▶ **Exercise aim**:
An identical copy of the data below is needed.

[Records for the task — start]

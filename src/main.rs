//! PluginSync Server: organization-to-plugin event fan-out.
//!
//! Loads configuration, initializes logging and runs the HTTP server.

use tracing_subscriber::{EnvFilter, fmt};

use pluginsync_core::config::AppConfig;

#[tokio::main]
async fn main() {
    let env = std::env::var("PLUGINSYNC_ENV").unwrap_or_else(|_| "development".to_string());

    let config = match AppConfig::load(&env) {
        Ok(c) => c,
        Err(e) => {
            eprintln!("Failed to load configuration: {e}");
            std::process::exit(1);
        }
    };

    init_logging(&config);
    tracing::info!(
        env = %env,
        version = env!("CARGO_PKG_VERSION"),
        store = ?config.store.provider,
        "Configuration loaded"
    );

    if let Err(e) = pluginsync_api::run_server(config).await {
        tracing::error!(error = %e, "Server error");
        std::process::exit(1);
    }
}

/// Initialize tracing/logging
fn init_logging(config: &AppConfig) {
    let filter =
        EnvFilter::try_from_default_env().unwrap_or_else(|_| EnvFilter::new(&config.logging.level));

    match config.logging.format.as_str() {
        "json" => {
            fmt()
                .json()
                .with_env_filter(filter)
                .with_target(true)
                .with_thread_ids(true)
                .init();
        }
        _ => {
            fmt()
                .pretty()
                .with_env_filter(filter)
                .with_target(true)
                .init();
        }
    }
}
//! Logging configuration.

use serde::{Deserialize, Serialize};

/// Logging and tracing configuration.
#[derive(Debug, Clone, Serialize, Deserialize)]
pub struct LoggingConfig {
    /// Log level: `"trace"`, `"debug"`, `"info"`, `"warn"`, `"error"`.
    #[serde(default = "default_level")]
    pub level: String,
    /// Log format: `"json"` or `"pretty"`.
    #[serde(default = "default_format")]
    pub format: String,
}

impl Default for LoggingConfig {
    fn default() -> Self {
        Self {
            level: default_level(),
            format: default_format(),
        }
    }
}

fn default_level() -> String {
    "info".to_string()
}

fn default_format() -> String {
    "json".to_string()
}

[Records for the task — finish]

▶ **Exercise solution**:
filename src/main.rs
//! PluginSync Server: organization-to-plugin event fan-out.
//!
//! Loads configuration, initializes logging and runs the HTTP server.

use tracing_subscriber::{EnvFilter, fmt};

use pluginsync_core::config::AppConfig;

#[tokio::main]
async fn main() {
    let env = std::env::var("PLUGINSYNC_ENV").unwrap_or_else(|_| "development".to_string());

    let config = match AppConfig::load(&env) {
        Ok(c) => c,
        Err(e) => {
            eprintln!("Failed to load configuration: {e}");
            std::process::exit(1);
        }
    };

    init_logging(&config);
    tracing::info!(
        env = %env,
        version = env!("CARGO_PKG_VERSION"),
        store = ?config.store.provider,
        "Configuration loaded"
    );

    if let Err(e) = pluginsync_api::run_server(config).await {
        tracing::error!(error = %e, "Server error");
        std::process::exit(1);
    }
}

/// Initialize tracing/logging
fn init_logging(config: &AppConfig) {
    let filter =
        EnvFilter::try_from_default_env().unwrap_or_else(|_| EnvFilter::new(&config.logging.level));

    match config.logging.format.as_str() {
        "json" => {
            fmt()
                .json()
                .with_env_filter(filter)
                .with_target(true)
                .with_thread_ids(true)
                .init();
        }
        _ => {
            fmt()
                .pretty()
                .with_env_filter(filter)
                .with_target(true)
                .init();
        }
    }
}
//! Logging configuration.

use serde::{Deserialize, Serialize};

/// Logging and tracing configuration.
#[derive(Debug, Clone, Serialize, Deserialize)]
pub struct LoggingConfig {
    /// Log level: `"trace"`, `"debug"`, `"info"`, `"warn"`, `"error"`.
    #[serde(default = "default_level")]
    pub level: String,
    /// Log format: `"json"` or `"pretty"`.
    #[serde(default = "default_format")]
    pub format: String,
}

impl Default for LoggingConfig {
    fn default() -> Self {
        Self {
            level: default_level(),
            format: default_format(),
        }
    }
}

fn default_level() -> String {
    "info".to_string()
}

fn default_format() -> String {
    "json".to_string()
}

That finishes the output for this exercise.